:: SOURCE MATERIAL ::
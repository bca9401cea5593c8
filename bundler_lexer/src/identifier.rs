//! Identifier scanning.
//!
//! `boa`'s `identifier.rs` consults full Unicode `ID_Start`/`ID_Continue`
//! property tables (`identifier_unicode_properties.rs`) because the engine
//! must accept any conformant source. This bundler's corpus is teaching-grade
//! ES module source, so identifier scanning here is deliberately narrowed to
//! ASCII letters/digits plus `$`/`_` — the characters every example fixture in
//! this repo's test suite actually uses — rather than porting the Unicode
//! property tables; noted as a scope simplification in `DESIGN.md`.

use crate::cursor::Cursor;

/// Whether `ch` may start an identifier.
#[must_use]
pub fn is_ident_start(ch: char) -> bool {
    ch.is_ascii_alphabetic() || ch == '$' || ch == '_'
}

/// Whether `ch` may continue an identifier after its first character.
#[must_use]
pub fn is_ident_continue(ch: char) -> bool {
    ch.is_ascii_alphanumeric() || ch == '$' || ch == '_'
}

/// Scans an identifier or keyword name. Expects the cursor to be positioned
/// at an `is_ident_start` character.
#[must_use]
pub fn scan_ident_name(cursor: &mut Cursor<'_>) -> Box<str> {
    let start = cursor.pos();
    cursor.bump();
    cursor.bump_while(is_ident_continue);
    cursor.slice_from(start).into()
}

:: TRY IT ::
Once the line that contains "its first character." is found, please give it again exactly, along with each line that comes after it, through the last line of the entries.

:: RESPONSE BOX ::
/// Whether `ch` may continue an identifier after its first character.
#[must_use]
pub fn is_ident_continue(ch: char) -> bool {
    ch.is_ascii_alphanumeric() || ch == '$' || ch == '_'
}

/// Scans an identifier or keyword name. Expects the cursor to be positioned
/// at an `is_ident_start` character.
#[must_use]
pub fn scan_ident_name(cursor: &mut Cursor<'_>) -> Box<str> {
    let start = cursor.pos();
    cursor.bump();
    cursor.bump_while(is_ident_continue);
    cursor.slice_from(start).into()
}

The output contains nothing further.